OFD Magdeburg - S 0321 - 16 - St 251

Wahrung der Antragsfrist gem. § 46 Abs. 2 Nr. 8 Satz 2 EStG bei elektronischer Übermittlung der Einkommensteuererklärungsdaten mittels ELSTER

1 Allgemeines

Sind die Voraussetzungen einer Amtsveranlagung zur Einkommensteuer gem. § 46 Abs. 2 Nrn. 1 bis 7 EStG nicht erfüllt, findet eine Veranlagung, insbesondere zur Anrechnung von Lohnsteuer auf die Einkommensteuer, nur auf Antrag statt (§ 46 Abs. 2 Nr. 8 Satz 1 EStG).

Der Antrag ist bis zum Ablauf des auf den Veranlagungszeitraum folgenden zweiten Kalenderjahres durch Abgabe einer Einkommensteuererklärung zu stellen (§ 46 Abs. 2 Nr. 8 Satz 2 EStG). Fällt das Ende der Zweijahresfrist auf einen Sonntag, einen gesetzlichen Feiertag oder einen Sonnabend, so endet sie mit Ablauf des nächstfolgenden Werktags (§ 108 Abs. 3 AO).

Die innerhalb dieser Frist einzureichende Einkommensteuererklärung ist entweder nach amtlich vorgeschriebenem, eigenhändig zu unterschreibendem Vordruck abzugeben (§ 150 Abs. 1 Satz 1 AO, § 25 Abs. 3 Sätze 4, 5 EStG) oder im automatisierten Besteuerungsverfahren im Wege eines zugelassenen Datenübertragungsverfahrens zu übermitteln (§ 150 Abs. 6 Satz 1 AO i. V. m. § 1 Steuerdaten-Übermittlungsverordnung – StDÜV – vom , BGBl 2003 I S. 139). Ein solches zugelassenes Verfahren ist das sog. ELSTER-Programm.

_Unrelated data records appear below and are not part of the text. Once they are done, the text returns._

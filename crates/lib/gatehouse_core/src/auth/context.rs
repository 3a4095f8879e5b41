//! Request-scoped authentication context.

use std::sync::Arc;

use http::{Extensions, HeaderMap};

use super::{AuthError, Identity, IdentityVariant};

/// The resolved identity of a call together with the metadata it arrived
/// with.
///
/// Attached to the request extensions once by the authenticator; every
/// later read returns the same instance.
#[derive(Debug, Clone)]
pub struct AuthContext {
    identity: Arc<Identity>,
    metadata: Arc<HeaderMap>,
}

impl AuthContext {
    pub fn new(identity: Identity, metadata: HeaderMap) -> Self {
        Self {
            identity: Arc::new(identity),
            metadata: Arc::new(metadata),
        }
    }

    /// Attach to a request. A context that is already present is kept.
    pub fn attach(self, extensions: &mut Extensions) {
        if extensions.get::<AuthContext>().is_none() {
            extensions.insert(self);
        }
    }

    /// Read the context attached to a request.
    pub fn from_extensions(extensions: &Extensions) -> Result<&AuthContext, AuthError> {
        extensions
            .get::<AuthContext>()
            .ok_or_else(|| AuthError::Internal("authentication context not found".into()))
    }

    pub fn identity(&self) -> &Identity {
        &self.identity
    }

    /// The incoming metadata, unchanged.
    pub fn metadata(&self) -> &HeaderMap {
        &self.metadata
    }

    /// Typed view of the identity.
    ///
    /// A mismatch means a handler was mounted behind the wrong scheme; it is
    /// reported as `Unauthenticated` and logged as a defect.
    pub fn get<T: IdentityVariant>(&self) -> Result<&T, AuthError> {
        T::from_identity(&self.identity).ok_or_else(|| {
            tracing::error!(
                expected = T::KIND,
                found = self.identity.kind(),
                "auth context holds an unexpected identity"
            );
            AuthError::Unauthenticated(format!(
                "invalid authentication, missing auth context, type: {}",
                self.identity.kind()
            ))
        })
    }
}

2 Maßgeblicher Zeitpunkt der Antragstellung

Eine durch Gesetz für Anträge, Erklärungen oder Mitteilungen angeordnete Schriftform kann, soweit nicht durch Gesetz etwas anderes bestimmt ist, durch die elektronische Form ersetzt werden (§ 87a Abs. 3 Satz 1 AO). In diesem Fall ist das elektronische Dokument mit einer qualifizierten elektronischen Signatur nach dem Signaturgesetz zu versehen (§ 87a Abs. 3 Satz 2 AO). Zu den Anträgen, für die das Gesetz die Schriftform vorsieht, gehört auch der Antrag nach § 46 Abs. 2 Nr. 8 Satz 2 EStG.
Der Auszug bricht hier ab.